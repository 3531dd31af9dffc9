//! Sequential transfer throughput over the in-memory device.

use criterion::{black_box, criterion_group, criterion_main, BenchmarkId, Criterion, Throughput};

use oxidirect::buffer::BufferPool;
use oxidirect::device::MemDevice;
use oxidirect::transfer::{drive_read, drive_write};

const PAYLOAD: usize = 4 << 20;

fn bench_drive_write(c: &mut Criterion) {
    let mut group = c.benchmark_group("drive_write");
    group.throughput(Throughput::Bytes(PAYLOAD as u64));

    for buf_size in [4096usize, 65536] {
        group.bench_with_input(
            BenchmarkId::from_parameter(buf_size),
            &buf_size,
            |b, &buf_size| {
                let content = vec![0xA5u8; PAYLOAD];
                let pool = BufferPool::new(buf_size, 4096, 4, 8).unwrap();
                b.iter(|| {
                    let dev = MemDevice::new();
                    let outcome = drive_write(&dev, &pool, 0, black_box(&content)).unwrap();
                    black_box(outcome)
                });
            },
        );
    }
    group.finish();
}

fn bench_drive_read(c: &mut Criterion) {
    let mut group = c.benchmark_group("drive_read");
    group.throughput(Throughput::Bytes(PAYLOAD as u64));

    for buf_size in [4096usize, 65536] {
        group.bench_with_input(
            BenchmarkId::from_parameter(buf_size),
            &buf_size,
            |b, &buf_size| {
                let content = vec![0x5Au8; PAYLOAD];
                let dev = MemDevice::with_content(&content);
                let pool = BufferPool::new(buf_size, 4096, 4, 8).unwrap();
                b.iter(|| {
                    let mut total = 0u64;
                    drive_read(&dev, &pool, 0, |chunk| total += chunk.len() as u64).unwrap();
                    black_box(total)
                });
            },
        );
    }
    group.finish();
}

criterion_group!(benches, bench_drive_write, bench_drive_read);
criterion_main!(benches);
//! Aligned memory allocation

use std::alloc::{alloc_zeroed, dealloc, Layout};
use std::ptr::NonNull;

use crate::error::{DirectIoError, Result};

/// Check if a value is a power of two
#[inline]
pub const fn is_power_of_two(n: usize) -> bool {
    n != 0 && (n & (n - 1)) == 0
}

/// Check if a value is a multiple of the given power-of-two alignment
#[inline]
pub const fn is_aligned(value: usize, alignment: usize) -> bool {
    value & (alignment - 1) == 0
}

/// Round a size up to the next multiple of the alignment
#[inline]
pub const fn round_up_to_alignment(size: usize, alignment: usize) -> usize {
    (size + alignment - 1) & !(alignment - 1)
}

/// Platform page size, the default alignment for [`AlignedBuffer::allocate`]
pub fn page_size() -> usize {
    #[cfg(unix)]
    {
        // Always positive on a working libc
        let sz = unsafe { libc::sysconf(libc::_SC_PAGESIZE) };
        if sz > 0 {
            return sz as usize;
        }
    }
    4096
}

/// An owned memory region whose start address is a multiple of a required
/// alignment.
///
/// The usable view is exactly the requested length. Release is explicit and
/// idempotent via [`AlignedBuffer::dispose`]; `Drop` runs the same release,
/// so the backing allocation is freed exactly once on every exit path.
#[derive(Debug)]
pub struct AlignedBuffer {
    ptr: Option<NonNull<u8>>,
    size: usize,
    alignment: usize,
}

impl AlignedBuffer {
    /// Allocate a zeroed region of exactly `size` usable bytes starting at an
    /// address that is a multiple of `alignment`.
    ///
    /// Fails with [`DirectIoError::Allocation`] when `size` is zero,
    /// `alignment` is not a power of two, or the platform allocator fails.
    pub fn allocate(size: usize, alignment: usize) -> Result<Self> {
        if size == 0 || !is_power_of_two(alignment) {
            return Err(DirectIoError::Allocation { size, alignment });
        }

        let layout = Layout::from_size_align(size, alignment)
            .map_err(|_| DirectIoError::Allocation { size, alignment })?;
        let ptr = NonNull::new(unsafe { alloc_zeroed(layout) })
            .ok_or(DirectIoError::Allocation { size, alignment })?;

        Ok(Self {
            ptr: Some(ptr),
            size,
            alignment,
        })
    }

    /// Allocate with the platform page size as alignment
    pub fn allocate_page_aligned(size: usize) -> Result<Self> {
        Self::allocate(size, page_size())
    }

    /// Mutable view of the usable region
    ///
    /// # Panics
    /// Panics if the buffer has been disposed.
    pub fn view(&mut self) -> &mut [u8] {
        let ptr = self.ptr.expect("buffer already disposed");
        unsafe { std::slice::from_raw_parts_mut(ptr.as_ptr(), self.size) }
    }

    /// Immutable view of the usable region
    ///
    /// # Panics
    /// Panics if the buffer has been disposed.
    pub fn as_slice(&self) -> &[u8] {
        let ptr = self.ptr.expect("buffer already disposed");
        unsafe { std::slice::from_raw_parts(ptr.as_ptr(), self.size) }
    }

    /// Usable length in bytes
    pub fn len(&self) -> usize {
        self.size
    }

    /// Check if the usable length is zero (never true for a live buffer)
    pub fn is_empty(&self) -> bool {
        self.size == 0 || self.ptr.is_none()
    }

    /// The alignment this buffer was allocated with
    pub fn alignment(&self) -> usize {
        self.alignment
    }

    /// Check whether the backing allocation is still live
    pub fn is_disposed(&self) -> bool {
        self.ptr.is_none()
    }

    /// Release the backing allocation. A second call is a no-op, never a
    /// failure.
    pub fn dispose(&mut self) {
        if let Some(ptr) = self.ptr.take() {
            // Layout was validated at allocation time
            let layout = Layout::from_size_align(self.size, self.alignment).unwrap();
            unsafe { dealloc(ptr.as_ptr(), layout) };
        }
    }
}

impl Drop for AlignedBuffer {
    fn drop(&mut self) {
        self.dispose();
    }
}

// Safety: AlignedBuffer owns its memory exclusively
unsafe impl Send for AlignedBuffer {}
unsafe impl Sync for AlignedBuffer {}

************

- **EXERCISE AIM**
Copy each entry exactly, leaving every line as it is.

- **RESPONSE**
repository 3531dd31af9dffc9
//! Sequential transfer throughput over the in-memory device.

use criterion::{black_box, criterion_group, criterion_main, BenchmarkId, Criterion, Throughput};

use oxidirect::buffer::BufferPool;
use oxidirect::device::MemDevice;
use oxidirect::transfer::{drive_read, drive_write};

const PAYLOAD: usize = 4 << 20;

fn bench_drive_write(c: &mut Criterion) {
    let mut group = c.benchmark_group("drive_write");
    group.throughput(Throughput::Bytes(PAYLOAD as u64));

    for buf_size in [4096usize, 65536] {
        group.bench_with_input(
            BenchmarkId::from_parameter(buf_size),
            &buf_size,
            |b, &buf_size| {
                let content = vec![0xA5u8; PAYLOAD];
                let pool = BufferPool::new(buf_size, 4096, 4, 8).unwrap();
                b.iter(|| {
                    let dev = MemDevice::new();
                    let outcome = drive_write(&dev, &pool, 0, black_box(&content)).unwrap();
                    black_box(outcome)
                });
            },
        );
    }
    group.finish();
}

fn bench_drive_read(c: &mut Criterion) {
    let mut group = c.benchmark_group("drive_read");
    group.throughput(Throughput::Bytes(PAYLOAD as u64));

    for buf_size in [4096usize, 65536] {
        group.bench_with_input(
            BenchmarkId::from_parameter(buf_size),
            &buf_size,
            |b, &buf_size| {
                let content = vec![0x5Au8; PAYLOAD];
                let dev = MemDevice::with_content(&content);
                let pool = BufferPool::new(buf_size, 4096, 4, 8).unwrap();
                b.iter(|| {
                    let mut total = 0u64;
                    drive_read(&dev, &pool, 0, |chunk| total += chunk.len() as u64).unwrap();
                    black_box(total)
                });
            },
        );
    }
    group.finish();
}

criterion_group!(benches, bench_drive_write, bench_drive_read);
criterion_main!(benches);
//! Aligned memory allocation

use std::alloc::{alloc_zeroed, dealloc, Layout};
use std::ptr::NonNull;

use crate::error::{DirectIoError, Result};

/// Check if a value is a power of two
#[inline]
pub const fn is_power_of_two(n: usize) -> bool {
    n != 0 && (n & (n - 1)) == 0
}

/// Check if a value is a multiple of the given power-of-two alignment
#[inline]
pub const fn is_aligned(value: usize, alignment: usize) -> bool {
    value & (alignment - 1) == 0
}

/// Round a size up to the next multiple of the alignment
#[inline]
pub const fn round_up_to_alignment(size: usize, alignment: usize) -> usize {
    (size + alignment - 1) & !(alignment - 1)
}

/// Platform page size, the default alignment for [`AlignedBuffer::allocate`]
pub fn page_size() -> usize {
    #[cfg(unix)]
    {
        // Always positive on a working libc
        let sz = unsafe { libc::sysconf(libc::_SC_PAGESIZE) };
        if sz > 0 {
            return sz as usize;
        }
    }
    4096
}

/// An owned memory region whose start address is a multiple of a required
/// alignment.
///
/// The usable view is exactly the requested length. Release is explicit and
/// idempotent via [`AlignedBuffer::dispose`]; `Drop` runs the same release,
/// so the backing allocation is freed exactly once on every exit path.
#[derive(Debug)]
pub struct AlignedBuffer {
    ptr: Option<NonNull<u8>>,
    size: usize,
    alignment: usize,
}

impl AlignedBuffer {
    /// Allocate a zeroed region of exactly `size` usable bytes starting at an
    /// address that is a multiple of `alignment`.
    ///
    /// Fails with [`DirectIoError::Allocation`] when `size` is zero,
    /// `alignment` is not a power of two, or the platform allocator fails.
    pub fn allocate(size: usize, alignment: usize) -> Result<Self> {
        if size == 0 || !is_power_of_two(alignment) {
            return Err(DirectIoError::Allocation { size, alignment });
        }

        let layout = Layout::from_size_align(size, alignment)
            .map_err(|_| DirectIoError::Allocation { size, alignment })?;
        let ptr = NonNull::new(unsafe { alloc_zeroed(layout) })
            .ok_or(DirectIoError::Allocation { size, alignment })?;

        Ok(Self {
            ptr: Some(ptr),
            size,
            alignment,
        })
    }

    /// Allocate with the platform page size as alignment
    pub fn allocate_page_aligned(size: usize) -> Result<Self> {
        Self::allocate(size, page_size())
    }

    /// Mutable view of the usable region
    ///
    /// # Panics
    /// Panics if the buffer has been disposed.
    pub fn view(&mut self) -> &mut [u8] {
        let ptr = self.ptr.expect("buffer already disposed");
        unsafe { std::slice::from_raw_parts_mut(ptr.as_ptr(), self.size) }
    }

    /// Immutable view of the usable region
    ///
    /// # Panics
    /// Panics if the buffer has been disposed.
    pub fn as_slice(&self) -> &[u8] {
        let ptr = self.ptr.expect("buffer already disposed");
        unsafe { std::slice::from_raw_parts(ptr.as_ptr(), self.size) }
    }

    /// Usable length in bytes
    pub fn len(&self) -> usize {
        self.size
    }

    /// Check if the usable length is zero (never true for a live buffer)
    pub fn is_empty(&self) -> bool {
        self.size == 0 || self.ptr.is_none()
    }

    /// The alignment this buffer was allocated with
    pub fn alignment(&self) -> usize {
        self.alignment
    }

    /// Check whether the backing allocation is still live
    pub fn is_disposed(&self) -> bool {
        self.ptr.is_none()
    }

    /// Release the backing allocation. A second call is a no-op, never a
    /// failure.
    pub fn dispose(&mut self) {
        if let Some(ptr) = self.ptr.take() {
            // Layout was validated at allocation time
            let layout = Layout::from_size_align(self.size, self.alignment).unwrap();
            unsafe { dealloc(ptr.as_ptr(), layout) };
        }
    }
}

impl Drop for AlignedBuffer {
    fn drop(&mut self) {
        self.dispose();
    }
}

// Safety: AlignedBuffer owns its memory exclusively
unsafe impl Send for AlignedBuffer {}
unsafe impl Sync for AlignedBuffer {}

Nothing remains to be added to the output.